*Work to be completed*. Pull every line containing "FeeItemId" out of the listing below.

*Input data*.
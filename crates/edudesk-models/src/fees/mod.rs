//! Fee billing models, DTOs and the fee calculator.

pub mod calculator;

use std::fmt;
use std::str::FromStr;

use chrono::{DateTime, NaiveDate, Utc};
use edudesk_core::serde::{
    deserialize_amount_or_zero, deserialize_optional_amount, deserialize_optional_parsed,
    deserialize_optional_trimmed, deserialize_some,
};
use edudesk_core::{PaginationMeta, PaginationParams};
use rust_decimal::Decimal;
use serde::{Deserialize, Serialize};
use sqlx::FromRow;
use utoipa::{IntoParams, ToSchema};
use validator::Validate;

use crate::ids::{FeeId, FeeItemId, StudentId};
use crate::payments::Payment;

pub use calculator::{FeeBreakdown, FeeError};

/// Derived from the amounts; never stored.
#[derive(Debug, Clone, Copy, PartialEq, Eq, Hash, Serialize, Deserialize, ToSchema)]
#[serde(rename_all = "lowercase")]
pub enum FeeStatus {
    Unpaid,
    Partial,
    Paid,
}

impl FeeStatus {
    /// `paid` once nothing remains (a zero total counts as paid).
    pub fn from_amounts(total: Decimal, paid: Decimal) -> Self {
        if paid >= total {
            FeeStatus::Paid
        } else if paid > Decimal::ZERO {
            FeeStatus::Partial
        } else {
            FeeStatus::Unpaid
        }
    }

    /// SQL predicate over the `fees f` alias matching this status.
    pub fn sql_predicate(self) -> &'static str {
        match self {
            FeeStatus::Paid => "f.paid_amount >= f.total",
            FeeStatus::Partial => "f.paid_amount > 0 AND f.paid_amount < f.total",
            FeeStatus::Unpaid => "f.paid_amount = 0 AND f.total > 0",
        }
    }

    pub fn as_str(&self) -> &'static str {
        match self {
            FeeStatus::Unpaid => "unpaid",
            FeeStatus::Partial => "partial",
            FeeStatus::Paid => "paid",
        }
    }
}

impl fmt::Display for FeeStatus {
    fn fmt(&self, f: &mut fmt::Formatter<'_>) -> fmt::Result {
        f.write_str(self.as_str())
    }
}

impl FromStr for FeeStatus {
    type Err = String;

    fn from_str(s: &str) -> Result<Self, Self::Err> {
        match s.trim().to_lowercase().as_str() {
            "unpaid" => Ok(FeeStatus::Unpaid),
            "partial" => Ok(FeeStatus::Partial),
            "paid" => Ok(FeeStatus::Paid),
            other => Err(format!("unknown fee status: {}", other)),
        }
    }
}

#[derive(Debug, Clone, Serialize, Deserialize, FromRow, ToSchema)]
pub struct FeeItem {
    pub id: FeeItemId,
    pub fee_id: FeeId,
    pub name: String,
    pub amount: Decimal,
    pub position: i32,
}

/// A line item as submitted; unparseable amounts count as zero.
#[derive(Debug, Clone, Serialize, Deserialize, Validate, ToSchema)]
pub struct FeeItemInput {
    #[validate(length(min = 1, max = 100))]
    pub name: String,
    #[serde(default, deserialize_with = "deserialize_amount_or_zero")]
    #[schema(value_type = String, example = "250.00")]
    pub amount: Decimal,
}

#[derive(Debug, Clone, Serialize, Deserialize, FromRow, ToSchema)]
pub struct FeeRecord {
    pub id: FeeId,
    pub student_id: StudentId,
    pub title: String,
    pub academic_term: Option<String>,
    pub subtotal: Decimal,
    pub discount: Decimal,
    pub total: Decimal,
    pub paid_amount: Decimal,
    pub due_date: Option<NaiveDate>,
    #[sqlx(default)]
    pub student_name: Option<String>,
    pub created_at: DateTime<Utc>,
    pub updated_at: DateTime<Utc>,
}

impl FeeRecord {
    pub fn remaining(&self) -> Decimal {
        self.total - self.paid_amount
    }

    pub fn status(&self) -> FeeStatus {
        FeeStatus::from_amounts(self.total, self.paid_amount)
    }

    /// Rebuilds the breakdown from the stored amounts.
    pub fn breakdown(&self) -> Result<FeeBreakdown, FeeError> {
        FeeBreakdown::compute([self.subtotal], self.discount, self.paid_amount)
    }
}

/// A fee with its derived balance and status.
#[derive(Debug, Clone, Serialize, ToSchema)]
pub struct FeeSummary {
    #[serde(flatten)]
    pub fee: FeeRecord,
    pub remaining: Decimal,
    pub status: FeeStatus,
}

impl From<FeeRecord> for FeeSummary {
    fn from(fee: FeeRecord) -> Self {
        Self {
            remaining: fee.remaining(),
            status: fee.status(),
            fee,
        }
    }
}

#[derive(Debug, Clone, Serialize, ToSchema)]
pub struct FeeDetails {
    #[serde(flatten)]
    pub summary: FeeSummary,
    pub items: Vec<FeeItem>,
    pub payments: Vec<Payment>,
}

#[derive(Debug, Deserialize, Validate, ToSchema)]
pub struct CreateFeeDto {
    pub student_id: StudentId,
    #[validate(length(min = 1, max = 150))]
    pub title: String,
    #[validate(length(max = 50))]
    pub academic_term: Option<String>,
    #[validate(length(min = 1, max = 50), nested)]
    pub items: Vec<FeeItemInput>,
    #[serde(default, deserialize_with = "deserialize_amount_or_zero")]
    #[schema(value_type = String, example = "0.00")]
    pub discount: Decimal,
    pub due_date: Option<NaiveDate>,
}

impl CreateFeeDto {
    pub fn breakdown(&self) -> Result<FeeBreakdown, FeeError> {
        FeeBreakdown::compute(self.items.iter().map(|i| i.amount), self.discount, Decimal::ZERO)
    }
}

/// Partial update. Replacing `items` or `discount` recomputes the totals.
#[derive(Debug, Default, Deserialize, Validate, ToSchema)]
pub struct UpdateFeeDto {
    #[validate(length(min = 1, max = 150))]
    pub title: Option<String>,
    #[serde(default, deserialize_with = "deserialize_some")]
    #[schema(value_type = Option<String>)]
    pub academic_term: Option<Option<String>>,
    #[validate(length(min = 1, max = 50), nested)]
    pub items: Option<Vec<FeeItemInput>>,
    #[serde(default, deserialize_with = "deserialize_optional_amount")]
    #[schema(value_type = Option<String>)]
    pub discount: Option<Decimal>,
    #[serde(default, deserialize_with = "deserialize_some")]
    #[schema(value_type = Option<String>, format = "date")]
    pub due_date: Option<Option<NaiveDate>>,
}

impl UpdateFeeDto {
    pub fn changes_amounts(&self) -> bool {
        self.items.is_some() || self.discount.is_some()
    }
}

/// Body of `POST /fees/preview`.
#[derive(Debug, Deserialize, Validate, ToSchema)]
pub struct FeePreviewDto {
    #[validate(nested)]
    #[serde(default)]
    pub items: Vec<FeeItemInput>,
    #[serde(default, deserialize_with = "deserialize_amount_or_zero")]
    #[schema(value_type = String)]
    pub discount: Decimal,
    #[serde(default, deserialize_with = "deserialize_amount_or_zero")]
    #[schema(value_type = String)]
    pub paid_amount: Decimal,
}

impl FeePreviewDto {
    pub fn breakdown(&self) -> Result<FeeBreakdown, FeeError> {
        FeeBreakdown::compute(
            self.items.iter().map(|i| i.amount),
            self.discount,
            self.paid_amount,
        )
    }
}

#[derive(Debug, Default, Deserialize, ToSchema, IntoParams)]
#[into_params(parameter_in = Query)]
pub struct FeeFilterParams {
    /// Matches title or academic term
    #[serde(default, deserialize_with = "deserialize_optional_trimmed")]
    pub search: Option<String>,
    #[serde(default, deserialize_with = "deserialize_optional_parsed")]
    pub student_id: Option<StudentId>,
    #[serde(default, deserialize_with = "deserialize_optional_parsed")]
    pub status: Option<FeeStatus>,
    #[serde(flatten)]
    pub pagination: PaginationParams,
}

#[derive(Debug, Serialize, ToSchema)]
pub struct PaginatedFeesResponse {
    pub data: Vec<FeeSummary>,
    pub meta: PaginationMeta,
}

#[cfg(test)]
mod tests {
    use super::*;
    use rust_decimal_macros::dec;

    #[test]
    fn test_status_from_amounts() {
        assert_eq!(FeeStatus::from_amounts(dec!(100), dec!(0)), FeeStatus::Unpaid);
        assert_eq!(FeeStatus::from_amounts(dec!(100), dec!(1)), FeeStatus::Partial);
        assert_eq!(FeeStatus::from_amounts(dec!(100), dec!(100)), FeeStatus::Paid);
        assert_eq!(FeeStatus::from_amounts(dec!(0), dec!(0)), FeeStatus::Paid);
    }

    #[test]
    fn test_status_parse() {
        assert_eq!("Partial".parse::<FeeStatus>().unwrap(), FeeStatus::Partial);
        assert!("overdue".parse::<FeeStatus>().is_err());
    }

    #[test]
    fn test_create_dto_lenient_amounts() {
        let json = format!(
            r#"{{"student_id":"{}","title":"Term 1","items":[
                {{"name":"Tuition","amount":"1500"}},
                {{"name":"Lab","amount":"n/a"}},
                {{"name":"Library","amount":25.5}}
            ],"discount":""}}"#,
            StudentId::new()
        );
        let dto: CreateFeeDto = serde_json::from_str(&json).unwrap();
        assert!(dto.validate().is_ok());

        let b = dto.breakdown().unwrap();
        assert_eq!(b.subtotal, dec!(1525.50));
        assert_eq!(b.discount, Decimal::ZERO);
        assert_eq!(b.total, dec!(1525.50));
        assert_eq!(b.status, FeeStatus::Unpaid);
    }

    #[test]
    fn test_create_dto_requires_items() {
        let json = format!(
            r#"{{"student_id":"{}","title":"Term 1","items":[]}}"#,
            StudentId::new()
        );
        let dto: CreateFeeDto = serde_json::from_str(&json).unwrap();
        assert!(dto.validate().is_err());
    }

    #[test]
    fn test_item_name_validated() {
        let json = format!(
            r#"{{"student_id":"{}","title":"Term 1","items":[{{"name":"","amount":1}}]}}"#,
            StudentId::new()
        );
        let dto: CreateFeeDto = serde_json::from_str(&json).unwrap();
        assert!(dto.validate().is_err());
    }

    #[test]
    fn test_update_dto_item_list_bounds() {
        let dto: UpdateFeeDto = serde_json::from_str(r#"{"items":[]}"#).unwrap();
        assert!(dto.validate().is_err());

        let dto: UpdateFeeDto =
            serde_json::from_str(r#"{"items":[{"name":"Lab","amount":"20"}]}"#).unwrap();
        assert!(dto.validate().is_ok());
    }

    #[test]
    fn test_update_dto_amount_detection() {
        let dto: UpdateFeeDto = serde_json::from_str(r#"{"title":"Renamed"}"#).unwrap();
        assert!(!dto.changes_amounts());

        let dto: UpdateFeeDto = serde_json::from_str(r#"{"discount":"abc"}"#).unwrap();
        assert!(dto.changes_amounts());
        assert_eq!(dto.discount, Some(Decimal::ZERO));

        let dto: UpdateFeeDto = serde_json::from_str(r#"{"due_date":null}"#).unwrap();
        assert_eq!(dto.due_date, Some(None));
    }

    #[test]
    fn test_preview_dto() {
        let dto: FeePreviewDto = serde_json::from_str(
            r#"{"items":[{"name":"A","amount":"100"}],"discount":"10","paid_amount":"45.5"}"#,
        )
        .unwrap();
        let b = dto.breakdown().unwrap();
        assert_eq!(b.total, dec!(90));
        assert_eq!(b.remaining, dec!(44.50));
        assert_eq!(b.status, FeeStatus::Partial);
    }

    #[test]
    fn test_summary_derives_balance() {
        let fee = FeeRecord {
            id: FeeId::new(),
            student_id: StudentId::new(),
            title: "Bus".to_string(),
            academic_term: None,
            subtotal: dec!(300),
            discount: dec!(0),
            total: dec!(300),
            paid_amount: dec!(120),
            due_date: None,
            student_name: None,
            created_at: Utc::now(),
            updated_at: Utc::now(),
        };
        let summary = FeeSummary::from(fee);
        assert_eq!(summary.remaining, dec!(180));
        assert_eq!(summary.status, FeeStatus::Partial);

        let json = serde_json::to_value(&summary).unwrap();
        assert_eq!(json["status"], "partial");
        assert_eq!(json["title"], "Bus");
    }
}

*The answer*.
use crate::ids::{FeeId, FeeItemId, StudentId};
    pub id: FeeItemId,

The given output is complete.